Well, City Knitting is finally joining the ranks of knit bloggers everywhere. To start off, we have a little show-and-tell from Marilyn. And like most of Marilyn’s exploits, there’s quite a story to go with it.
Shawl we dance???? Last month I got inspired by a visit to a knitting blog called brooklyntweed] and perused the photos of the Shetland Triangle Shawl that he had knitted. There was a serious threat about drooling on my keyboard. My next concern was about whether or not I could actually knit this shawl. I know that I have knit lots of cables, entrelac, intarsia, etc., etc. but I have never even contemplated knitting lace. The gorgeous pictures of this shawl shot me right through contemplation and into intention.
I’m talking serious intention, folks. I started it later that day. First, I went to an office supply store that starts with S . . . just like shawl, huh . . . And I
enlarged the charts that are part of the pattern so I could see the charts easily and take notes about the pattern if I wanted. The pattern, by the way, is in the book Wrap Style, by Pam Allen and Ann Budd, published by Interweave Press. I would like you to think that I accomplished this enlarging task by my own skills but knitting lace requires that we remain grounded in reality. So here’s the first reality check: I was more of an observer, while the store employee punched the buttons on the Xerox machine. Gratitude is a regular part of my knitting process too.
Another reality check: I am a member of SABLE, truth be told. Those letters stand for Stash Accumulated Beyond Life Expectancy. So all I had to do is look in my yarn stash for yarn that might accompany me on this adventure. I used Lisa Souza’s yarn in a fingering weight that’s half merino wool and half silk. Luscious.

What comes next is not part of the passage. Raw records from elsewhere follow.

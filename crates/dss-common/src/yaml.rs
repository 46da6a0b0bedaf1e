//! YAML parsing utilities using yaml-rust2
//!
//! Metadata files and rendered templates are parsed with yaml-rust2 and
//! converted to `serde_json::Value`, which is what the rest of the workspace
//! works with. Output YAML goes through serde_yaml instead.

use serde_json::{Map, Number, Value};
use thiserror::Error;
use yaml_rust2::{Yaml, YamlLoader};

/// Error type for YAML parsing
#[derive(Debug, Clone, Error)]
#[error("{0}")]
pub struct YamlError(String);

fn load(input: &str) -> Result<Vec<Yaml>, YamlError> {
    YamlLoader::load_from_str(input).map_err(|e| YamlError(e.to_string()))
}

/// Parse a YAML (or JSON) document into a `serde_json::Value`.
///
/// Only the first document of a stream is read; empty input is `Value::Null`.
pub fn parse_yaml(input: &str) -> Result<Value, YamlError> {
    load(input)?
        .into_iter()
        .next()
        .map_or(Ok(Value::Null), to_json)
}

/// Parse a multi-document YAML stream into its non-empty documents.
///
/// Documents that are empty or only comments (`---` followed by nothing)
/// are dropped, so a template that renders to whitespace yields no documents.
pub fn parse_yaml_multi(input: &str) -> Result<Vec<Value>, YamlError> {
    load(input)?
        .into_iter()
        .filter(|doc| !doc.is_null())
        .map(to_json)
        .collect()
}

fn to_json(yaml: Yaml) -> Result<Value, YamlError> {
    Ok(match yaml {
        Yaml::Null => Value::Null,
        Yaml::Boolean(b) => Value::Bool(b),
        Yaml::Integer(i) => Value::from(i),
        Yaml::Real(text) => real_to_json(text),
        Yaml::String(s) => Value::String(s),
        Yaml::Array(items) => Value::Array(
            items
                .into_iter()
                .map(to_json)
                .collect::<Result<_, _>>()?,
        ),
        Yaml::Hash(entries) => {
            let mut map = Map::with_capacity(entries.len());
            for (key, value) in entries {
                map.insert(key_to_string(key)?, to_json(value)?);
            }
            Value::Object(map)
        }
        Yaml::Alias(_) => return Err(YamlError("YAML aliases are not supported".to_string())),
        Yaml::BadValue => return Err(YamlError("malformed YAML value".to_string())),
    })
}

/// JSON has no infinities or NaN. YAML's `.inf`, `-.inf` and `.nan` are kept
/// as their literal text so the document still loads and templates can emit
/// them unchanged.
fn real_to_json(text: String) -> Value {
    match text.parse::<f64>().ok().and_then(Number::from_f64) {
        Some(n) => Value::Number(n),
        None => Value::String(text),
    }
}

fn key_to_string(key: Yaml) -> Result<String, YamlError> {
    match key {
        Yaml::String(s) | Yaml::Real(s) => Ok(s),
        Yaml::Integer(i) => Ok(i.to_string()),
        Yaml::Boolean(b) => Ok(b.to_string()),
        Yaml::Null => Ok("null".to_string()),
        other => Err(YamlError(format!("unsupported mapping key: {other:?}"))),
    }
}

I cast on and made my way through the directions, my anxiety at a moderate level, and began the Neck Chart. I knit three or four rows and found myself with stitches left on my left needle . . . and, according to the chart, I shouldn’t have any stitches left. The first time I did this, I just frogged (rip-it, rip-it, croak) the rows and started over. The third time I got to row six or seven before the stitches were not matching the chart. My anxiety level was no longer moderate.

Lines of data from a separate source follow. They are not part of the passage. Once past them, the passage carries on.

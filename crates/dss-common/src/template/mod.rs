//! Manifest templating
//!
//! Templates use `${...}` for values so they coexist with the `{{...}}`
//! placeholders found in Grafana dashboards and Prometheus alert rules:
//! - Variables: `${ namespace }`, `${ metadata.alert.receiver | default("ops") }`
//! - Blocks: `{% if enable_istio %}...{% endif %}`
//! - Comments: `{# ... #}`
//! - Escape: `$${` renders as a literal `${`

mod engine;
mod filters;

pub use engine::TemplateEngine;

I decided to go to look at Brooklyn Tweed’s website for more inspiration. I read
his blog entries about the shawl and noted that he thought it was a pretty easy pattern and he “had knit it on autopilot.” This statement was not what I’d call encouraging. My experience was more kamikaze than autopilot, I’m afraid. But was I giving up??? Not this stubborn mule.

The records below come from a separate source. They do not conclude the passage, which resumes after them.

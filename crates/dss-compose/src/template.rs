//! Template-backed collaborators
//!
//! Production collaborators are YAML templates rendered against the metadata.
//! A template set is a directory laid out by slot name:
//!
//! ```text
//! templates/
//!   sset.yaml  auxiliary.yaml  gateway.yaml  backend.yaml
//!   prometheus.yaml  grafana.yaml  alertmanager.yaml
//!   istio/
//!     base.yaml  crd.yaml  kiali.yaml  tracing.yaml
//! ```
//!
//! Missing files leave their slot absent.

use std::path::{Path, PathBuf};
use std::sync::Arc;

use serde_json::{Map, Value};
use tracing::{debug, warn};

use dss_common::template::TemplateEngine;
use dss_common::yaml::parse_yaml_multi;
use dss_common::{BoxError, Error, Result};

use crate::collaborator::{Absent, Collaborator, Collaborators, MeshCollaborators, SharedCollaborator};
use crate::fragment::Fragment;
use crate::metadata::Metadata;
use crate::slot::{MeshSlot, Slot};

/// Subdirectory holding the mesh sub-slot templates
pub const MESH_TEMPLATE_DIR: &str = "istio";

/// Collaborator rendering one YAML template
///
/// The template sees every metadata key at top level, the whole metadata
/// object as `metadata`, and its own slot name as `slot`. A render with no
/// documents yields nothing, one document yields that document and several
/// yield an array. Metadata validation rejects top-level `metadata` and
/// `slot` keys, so nothing in the context is shadowed.
pub struct TemplateCollaborator {
    name: String,
    source: String,
    engine: Arc<TemplateEngine>,
}

impl TemplateCollaborator {
    /// Create a collaborator for the template `source`
    ///
    /// `name` labels render errors and is exposed to the template as `slot`.
    pub fn new(name: impl Into<String>, source: impl Into<String>, engine: Arc<TemplateEngine>) -> Self {
        Self {
            name: name.into(),
            source: source.into(),
            engine,
        }
    }

    /// Slot name this template renders
    pub fn name(&self) -> &str {
        &self.name
    }

    fn context(&self, metadata: &Metadata) -> Result<Value> {
        let value = metadata.to_value()?;
        let mut ctx = match &value {
            Value::Object(map) => map.clone(),
            _ => Map::new(),
        };
        ctx.insert("metadata".to_string(), value);
        ctx.insert("slot".to_string(), Value::String(self.name.clone()));
        Ok(Value::Object(ctx))
    }
}

impl std::fmt::Debug for TemplateCollaborator {
    fn fmt(&self, f: &mut std::fmt::Formatter<'_>) -> std::fmt::Result {
        f.debug_struct("TemplateCollaborator")
            .field("name", &self.name)
            .finish_non_exhaustive()
    }
}

impl Collaborator for TemplateCollaborator {
    fn generate(&self, metadata: &Metadata) -> std::result::Result<Option<Fragment>, BoxError> {
        let ctx = self.context(metadata)?;
        let rendered = self.engine.render(&self.name, &self.source, &ctx)?;
        let mut docs = parse_yaml_multi(&rendered)
            .map_err(|e| Error::template(&self.name, format!("rendered output is not valid YAML: {e}")))?;

        debug!(slot = %self.name, documents = docs.len(), "rendered template");
        Ok(match docs.len() {
            0 => None,
            1 => docs.pop().map(Fragment::new),
            _ => Some(Fragment::new(Value::Array(docs))),
        })
    }
}

/// Loader for a directory of slot templates
#[derive(Clone, Debug)]
pub struct TemplateSet {
    root: PathBuf,
    engine: Arc<TemplateEngine>,
}

impl TemplateSet {
    /// Template set rooted at `root`
    pub fn new(root: impl Into<PathBuf>) -> Self {
        Self {
            root: root.into(),
            engine: Arc::new(TemplateEngine::new()),
        }
    }

    /// Root directory
    pub fn root(&self) -> &Path {
        &self.root
    }

    /// File that backs a top-level slot, if the slot is template-generated
    pub fn path_for(&self, slot: Slot) -> Option<PathBuf> {
        match slot {
            Slot::DefaultNamespace | Slot::ClusterMetadata | Slot::PspRoleBinding | Slot::Istio => None,
            other => Some(self.root.join(format!("{}.yaml", other.as_str()))),
        }
    }

    /// File that backs a mesh sub-slot
    pub fn mesh_path_for(&self, slot: MeshSlot) -> PathBuf {
        self.root
            .join(MESH_TEMPLATE_DIR)
            .join(format!("{}.yaml", slot.as_str()))
    }

    /// Build the full collaborator set from the directory
    ///
    /// # Errors
    ///
    /// [`Error::Validation`] if the root is not a directory, [`Error::Io`] if
    /// an existing template cannot be read.
    pub fn load(&self) -> Result<Collaborators> {
        if !self.root.is_dir() {
            return Err(Error::validation(format!(
                "template directory {} does not exist",
                self.root.display()
            )));
        }

        let slot = |slot: Slot| -> Result<SharedCollaborator> {
            match self.path_for(slot) {
                Some(path) => self.load_file(slot.as_str(), &path),
                None => Ok(Arc::new(Absent)),
            }
        };
        let mesh = |slot: MeshSlot| self.load_file(&slot.qualified_name(), &self.mesh_path_for(slot));

        Ok(Collaborators {
            storage: slot(Slot::StorageCluster)?,
            auxiliary: slot(Slot::Auxiliary)?,
            gateway: slot(Slot::Gateway)?,
            backend: slot(Slot::Backend)?,
            prometheus: slot(Slot::Prometheus)?,
            grafana: slot(Slot::Grafana)?,
            alertmanager: slot(Slot::Alertmanager)?,
            mesh: MeshCollaborators {
                base: mesh(MeshSlot::Base)?,
                crd: mesh(MeshSlot::Crd)?,
                kiali: mesh(MeshSlot::Kiali)?,
                tracing: mesh(MeshSlot::Tracing)?,
            },
        })
    }

    fn load_file(&self, name: &str, path: &Path) -> Result<SharedCollaborator> {
        if !path.exists() {
            warn!(slot = name, path = %path.display(), "no template for slot, it will be absent");
            return Ok(Arc::new(Absent));
        }
        let source = std::fs::read_to_string(path).map_err(|e| Error::io(path.display().to_string(), e))?;
        debug!(slot = name, path = %path.display(), "loaded template");
        Ok(Arc::new(TemplateCollaborator::new(
            name,
            source,
            Arc::clone(&self.engine),
        )))
    }
}

/// Load the collaborators for a template directory
pub fn load_collaborators(root: impl Into<PathBuf>) -> Result<Collaborators> {
    TemplateSet::new(root).load()
}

What next? What would I tell another knitterfriend/customer? Use your resources. So I remembered that Kathy-on-our-staff was an excellent knitter, an excellent teacher, patient and kind, and experienced in knitting lace. So I dragged my almost-round-the-bend self to City Knitting and sat down with Kathy. She confirmed what I knew about chart-reading and gave me an invaluable hint: use a gazillion stitchmarkers! Use more than the pattern calls for without hesitation. Use them to identify pattern repeats. You may have to move them as the shawl increases in size (I did) but they are helpful reference points. And at this stage I
was much more interested in accuracy, having deserted speed many frogs ago. She also confirmed the mistakes in my latest attempt and so the theme music you hear in the background means another trip to the frog pond. But I honestly wasn’t discouraged at this point — I knew I was reading the charts correctly. I have plenty of stitchmarkers in my possession. By now I also knew that I couldn’t do this pattern, for the time being, with the television on, while carrying on any kind of conversation with my friends, at the yarn shop where I’d be interrupted by someone needing to be waited on, or having a glass of wine.
By the time I got two-thirds of the way through the shawl, I could have the television on and still be okay. I mean, I would be okay and more importantly, the shawl would be. If you’re wondering about the other distractions, at this point the answer is no. Is having a shawl that I can take pleasure in and be proud of worth giving up these things? Yes.yes.yes.yes.yes.yes.
So, shawl we dance? Timidly, awkwardly, repeatedly, determinedly, hopefully. Yes.Yes.Yes.